◆ Directions
Line count for "None": report how many lines in this material hold that string, with the number alone as the answer.

(Exercise data Opens)

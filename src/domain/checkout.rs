//! Checkout drafting: turn submitted order lines (or an aggregated cart) into
//! validated order drafts. Every line is checked before anything is written.

use std::collections::HashMap;

use rust_decimal::Decimal;
use serde::{Deserialize, Deserializer, Serialize};
use serde_json::Value;
use thiserror::Error;
use utoipa::ToSchema;

use crate::domain::cart::{CartEntry, CartSummary};
use crate::domain::money::{self, Price, round_currency};

pub const DEFAULT_CATEGORY: &str = "Uncategorized";

#[derive(Debug, Clone, Copy, PartialEq, Eq, Serialize, ToSchema)]
#[serde(rename_all = "snake_case")]
pub enum CheckoutPhase {
    Idle,
    Validating,
    Rejected,
    Submitting,
    Failed,
    Completed,
}

impl CheckoutPhase {
    pub fn can_advance_to(self, next: CheckoutPhase) -> bool {
        use CheckoutPhase::*;
        matches!(
            (self, next),
            (Idle, Validating)
                | (Validating, Rejected)
                | (Validating, Submitting)
                | (Submitting, Failed)
                | (Submitting, Completed)
        )
    }

    pub fn is_terminal(self) -> bool {
        matches!(
            self,
            CheckoutPhase::Rejected | CheckoutPhase::Failed | CheckoutPhase::Completed
        )
    }
}

/// Phase tracker for one checkout request.
#[derive(Debug)]
pub struct CheckoutAttempt {
    user_id: String,
    phase: CheckoutPhase,
}

impl CheckoutAttempt {
    pub fn new(user_id: impl Into<String>) -> Self {
        Self {
            user_id: user_id.into(),
            phase: CheckoutPhase::Idle,
        }
    }

    pub fn phase(&self) -> CheckoutPhase {
        self.phase
    }

    pub fn advance(&mut self, next: CheckoutPhase) {
        if !self.phase.can_advance_to(next) {
            tracing::warn!(
                user_id = %self.user_id,
                from = ?self.phase,
                to = ?next,
                "unexpected checkout transition"
            );
        }
        tracing::debug!(user_id = %self.user_id, from = ?self.phase, to = ?next, "checkout phase");
        self.phase = next;
    }
}

/// One submitted order line. Fields are optional so that validation, not
/// deserialization, decides what is missing.
#[derive(Debug, Clone, Default, Deserialize, ToSchema)]
#[serde(rename_all = "camelCase")]
pub struct OrderDetailInput {
    #[serde(default, deserialize_with = "lenient_int")]
    #[schema(value_type = Option<i32>)]
    pub product_id: Option<i64>,
    #[serde(default)]
    pub title: Option<String>,
    #[serde(default)]
    #[schema(value_type = Option<String>, example = "10.00")]
    pub price: Option<Price>,
    #[serde(default)]
    pub category: Option<String>,
    #[serde(default)]
    pub image_url: Option<String>,
    #[serde(default)]
    pub product_url: Option<String>,
    #[serde(default, deserialize_with = "lenient_int")]
    #[schema(value_type = Option<i32>)]
    pub quantity: Option<i64>,
}

#[derive(Debug, Clone, PartialEq, Serialize, ToSchema)]
#[serde(rename_all = "camelCase")]
pub struct OrderDraft {
    pub product_id: i32,
    pub title: String,
    #[schema(value_type = String)]
    pub price: Decimal,
    pub category: String,
    pub image_url: Option<String>,
    pub product_url: Option<String>,
    pub quantity: i32,
    #[schema(value_type = String)]
    pub total_price: Decimal,
}

#[derive(Debug, Clone, PartialEq, Eq, Error)]
pub enum CheckoutRejection {
    #[error("Your cart is empty")]
    EmptyCart,
    /// Indexes of the offending lines.
    #[error("Some orders are missing required fields")]
    MissingFields(Vec<usize>),
    /// Product ids that are unknown or deleted.
    #[error("Some products are no longer available")]
    Unavailable(Vec<i32>),
    #[error("Order total exceeds the maximum amount")]
    AmountTooLarge,
}

/// Validate every line, then build drafts. A single bad line rejects the batch.
pub fn build_drafts(details: &[OrderDetailInput]) -> Result<Vec<OrderDraft>, CheckoutRejection> {
    if details.is_empty() {
        return Err(CheckoutRejection::EmptyCart);
    }

    let mut drafts = Vec::with_capacity(details.len());
    let mut invalid = Vec::new();
    for (idx, detail) in details.iter().enumerate() {
        match draft_from_detail(detail) {
            Some(draft) => drafts.push(draft),
            None => invalid.push(idx),
        }
    }

    if !invalid.is_empty() {
        return Err(CheckoutRejection::MissingFields(invalid));
    }
    Ok(drafts)
}

fn draft_from_detail(detail: &OrderDetailInput) -> Option<OrderDraft> {
    let product_id = detail
        .product_id
        .and_then(|id| i32::try_from(id).ok())
        .filter(|id| *id > 0)?;
    let title = detail
        .title
        .as_deref()
        .map(str::trim)
        .filter(|t| !t.is_empty())?;
    let price = detail.price.filter(Price::is_positive)?.amount();
    let quantity = match detail.quantity {
        None => 1,
        Some(q) => i32::try_from(q).ok().filter(|q| *q >= 1)?,
    };

    let category = detail
        .category
        .as_deref()
        .map(str::trim)
        .filter(|c| !c.is_empty())
        .unwrap_or(DEFAULT_CATEGORY);

    Some(OrderDraft {
        product_id,
        title: title.to_string(),
        price,
        category: category.to_string(),
        image_url: detail.image_url.clone().filter(|u| !u.is_empty()),
        product_url: detail.product_url.clone().filter(|u| !u.is_empty()),
        quantity,
        total_price: round_currency(price * Decimal::from(quantity)),
    })
}

/// Reprice validated drafts from the live catalog, keyed by product id.
///
/// Only the product id and quantity of each draft survive: title, price,
/// category and urls are taken from `catalog`. Lines for the same product are
/// merged in first-seen order.
pub fn price_from_catalog(
    drafts: &[OrderDraft],
    catalog: &HashMap<i32, CartEntry>,
) -> Result<Vec<OrderDraft>, CheckoutRejection> {
    let mut unavailable: Vec<i32> = Vec::new();
    for draft in drafts {
        if !catalog.contains_key(&draft.product_id) && !unavailable.contains(&draft.product_id) {
            unavailable.push(draft.product_id);
        }
    }
    if !unavailable.is_empty() {
        return Err(CheckoutRejection::Unavailable(unavailable));
    }

    let mut merged: Vec<(i32, i32)> = Vec::new();
    let mut positions: HashMap<i32, usize> = HashMap::new();
    for draft in drafts {
        match positions.get(&draft.product_id) {
            Some(&idx) => {
                let quantity = &mut merged[idx].1;
                *quantity = quantity
                    .checked_add(draft.quantity)
                    .ok_or(CheckoutRejection::AmountTooLarge)?;
            }
            None => {
                positions.insert(draft.product_id, merged.len());
                merged.push((draft.product_id, draft.quantity));
            }
        }
    }

    let mut priced = Vec::with_capacity(merged.len());
    for (product_id, quantity) in merged {
        let product = catalog
            .get(&product_id)
            .ok_or_else(|| CheckoutRejection::Unavailable(vec![product_id]))?;
        let price = product.price.amount();
        let total_price = round_currency(price * Decimal::from(quantity));
        if !money::fits_column(total_price) {
            return Err(CheckoutRejection::AmountTooLarge);
        }
        priced.push(OrderDraft {
            product_id,
            title: product.title.clone(),
            price,
            category: product
                .category
                .clone()
                .filter(|c| !c.trim().is_empty())
                .unwrap_or_else(|| DEFAULT_CATEGORY.to_string()),
            image_url: product.image_url.clone(),
            product_url: product.product_url.clone(),
            quantity,
            total_price,
        });
    }

    if !money::fits_column(grand_total(&priced)) {
        return Err(CheckoutRejection::AmountTooLarge);
    }
    Ok(priced)
}

/// Order lines for an aggregated cart, one per product.
pub fn details_from_summary(summary: &CartSummary) -> Vec<OrderDetailInput> {
    summary
        .lines()
        .iter()
        .map(|line| OrderDetailInput {
            product_id: Some(i64::from(line.product_id)),
            title: Some(line.title.clone()),
            price: Some(Price::new(line.price)),
            category: line.category.clone(),
            image_url: line.image_url.clone(),
            product_url: line.product_url.clone(),
            quantity: Some(i64::from(line.quantity)),
        })
        .collect()
}

pub fn grand_total(drafts: &[OrderDraft]) -> Decimal {
    round_currency(drafts.iter().map(|d| d.total_price).sum())
}

fn lenient_int<'de, D>(deserializer: D) -> Result<Option<i64>, D::Error>
where
    D: Deserializer<'de>,
{
    let value = Option::<Value>::deserialize(deserializer)?;
    Ok(match value {
        Some(Value::Number(n)) => n.as_i64(),
        Some(Value::String(s)) => s.trim().parse().ok(),
        _ => None,
    })
}

#[cfg(test)]
mod tests {
    use super::*;
    use crate::domain::cart::{CartEntry, aggregate};
    use rust_decimal::dec;

    fn parse(json: &str) -> Vec<OrderDetailInput> {
        serde_json::from_str(json).unwrap()
    }

    #[test]
    fn empty_batch_is_rejected() {
        let err = build_drafts(&[]).unwrap_err();
        assert_eq!(err, CheckoutRejection::EmptyCart);
        assert_eq!(err.to_string(), "Your cart is empty");
    }

    #[test]
    fn one_incomplete_line_rejects_everything() {
        let details = parse(
            r#"[{"productId": 1, "title": "Icons", "price": "10.00"},
                {"productId": 2, "title": "", "price": "5.00"},
                {"productId": 3, "title": "Fonts"}]"#,
        );
        let err = build_drafts(&details).unwrap_err();
        assert_eq!(err, CheckoutRejection::MissingFields(vec![1, 2]));
        assert_eq!(err.to_string(), "Some orders are missing required fields");
    }

    #[test]
    fn defaults_are_applied() {
        let details = parse(r#"[{"productId": "7", "title": "Kit", "price": 12.5}]"#);
        let drafts = build_drafts(&details).unwrap();
        assert_eq!(drafts[0].product_id, 7);
        assert_eq!(drafts[0].quantity, 1);
        assert_eq!(drafts[0].category, DEFAULT_CATEGORY);
        assert_eq!(drafts[0].image_url, None);
        assert_eq!(drafts[0].total_price, dec!(12.5));
    }

    #[test]
    fn zero_quantity_and_non_positive_price_are_invalid() {
        let details = parse(
            r#"[{"productId": 1, "title": "A", "price": "3", "quantity": 0},
                {"productId": 2, "title": "B", "price": "-1"}]"#,
        );
        assert_eq!(
            build_drafts(&details).unwrap_err(),
            CheckoutRejection::MissingFields(vec![0, 1])
        );
    }

    #[test]
    fn cart_summary_checkout_totals_match() {
        let entry = |id: i32, price| CartEntry {
            id: None,
            product_id: id,
            title: format!("P{id}"),
            price: Price::new(price),
            original_price: None,
            category: None,
            image_url: None,
            product_url: None,
        };
        let entries = vec![entry(1, dec!(10.00)), entry(1, dec!(10.00)), entry(2, dec!(5.00))];
        let summary = aggregate(&entries);
        let drafts = build_drafts(&details_from_summary(&summary)).unwrap();

        assert_eq!(drafts.len(), 2);
        assert_eq!((drafts[0].quantity, drafts[0].total_price), (2, dec!(20.00)));
        assert_eq!(grand_total(&drafts), dec!(25.00));
        assert_eq!(grand_total(&drafts), summary.grand_total());
    }

    fn listed(product_id: i32, price: Decimal) -> (i32, CartEntry) {
        (
            product_id,
            CartEntry {
                id: None,
                product_id,
                title: format!("Listed {product_id}"),
                price: Price::new(price),
                original_price: None,
                category: Some("Design".into()),
                image_url: Some(format!("https://img.example/{product_id}.png")),
                product_url: Some(format!("https://files.example/{product_id}.zip")),
            },
        )
    }

    #[test]
    fn catalog_prices_replace_submitted_values() {
        let details = parse(
            r#"[{"productId": 1, "title": "Cheap", "price": "0.01",
                 "productUrl": "https://elsewhere.example/x.zip", "quantity": 2},
                {"productId": 2, "title": "B", "price": "1"},
                {"productId": 1, "title": "Cheap again", "price": "0.01"}]"#,
        );
        let catalog = HashMap::from([listed(1, dec!(500.00)), listed(2, dec!(4.50))]);
        let drafts = price_from_catalog(&build_drafts(&details).unwrap(), &catalog).unwrap();

        assert_eq!(drafts.len(), 2);
        assert_eq!(drafts[0].product_id, 1);
        assert_eq!(drafts[0].title, "Listed 1");
        assert_eq!(drafts[0].price, dec!(500.00));
        assert_eq!(drafts[0].quantity, 3);
        assert_eq!(drafts[0].total_price, dec!(1500.00));
        assert_eq!(drafts[0].product_url.as_deref(), Some("https://files.example/1.zip"));
        assert_eq!(drafts[0].category, "Design");
        assert_eq!(grand_total(&drafts), dec!(1504.50));
    }

    #[test]
    fn unknown_products_are_listed_once() {
        let details = parse(
            r#"[{"productId": 9, "title": "A", "price": "1"},
                {"productId": 1, "title": "B", "price": "1"},
                {"productId": 9, "title": "A", "price": "1"}]"#,
        );
        let catalog = HashMap::from([listed(1, dec!(3))]);
        let err = price_from_catalog(&build_drafts(&details).unwrap(), &catalog).unwrap_err();
        assert_eq!(err, CheckoutRejection::Unavailable(vec![9]));
        assert_eq!(err.to_string(), "Some products are no longer available");
    }

    #[test]
    fn totals_beyond_the_money_column_are_rejected() {
        let details = parse(r#"[{"productId": 1, "title": "A", "price": "1", "quantity": 2000000000}]"#);
        let catalog = HashMap::from([listed(1, dec!(1.00))]);
        let err = price_from_catalog(&build_drafts(&details).unwrap(), &catalog).unwrap_err();
        assert_eq!(err, CheckoutRejection::AmountTooLarge);

        let details = parse(
            r#"[{"productId": 1, "title": "A", "price": "1", "quantity": 2000000000},
                {"productId": 1, "title": "A", "price": "1", "quantity": 2000000000}]"#,
        );
        let err = price_from_catalog(&build_drafts(&details).unwrap(), &catalog).unwrap_err();
        assert_eq!(err, CheckoutRejection::AmountTooLarge);
    }

    #[test]
    fn phases_follow_the_state_machine() {
        assert!(CheckoutPhase::Idle.can_advance_to(CheckoutPhase::Validating));
        assert!(CheckoutPhase::Validating.can_advance_to(CheckoutPhase::Rejected));
        assert!(!CheckoutPhase::Rejected.can_advance_to(CheckoutPhase::Submitting));
        assert!(!CheckoutPhase::Idle.can_advance_to(CheckoutPhase::Completed));
        assert!(CheckoutPhase::Completed.is_terminal());

        let mut attempt = CheckoutAttempt::new("user_1");
        attempt.advance(CheckoutPhase::Validating);
        attempt.advance(CheckoutPhase::Submitting);
        attempt.advance(CheckoutPhase::Completed);
        assert_eq!(attempt.phase(), CheckoutPhase::Completed);
    }
}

(Exercise data Closes)

◆ Answer section
12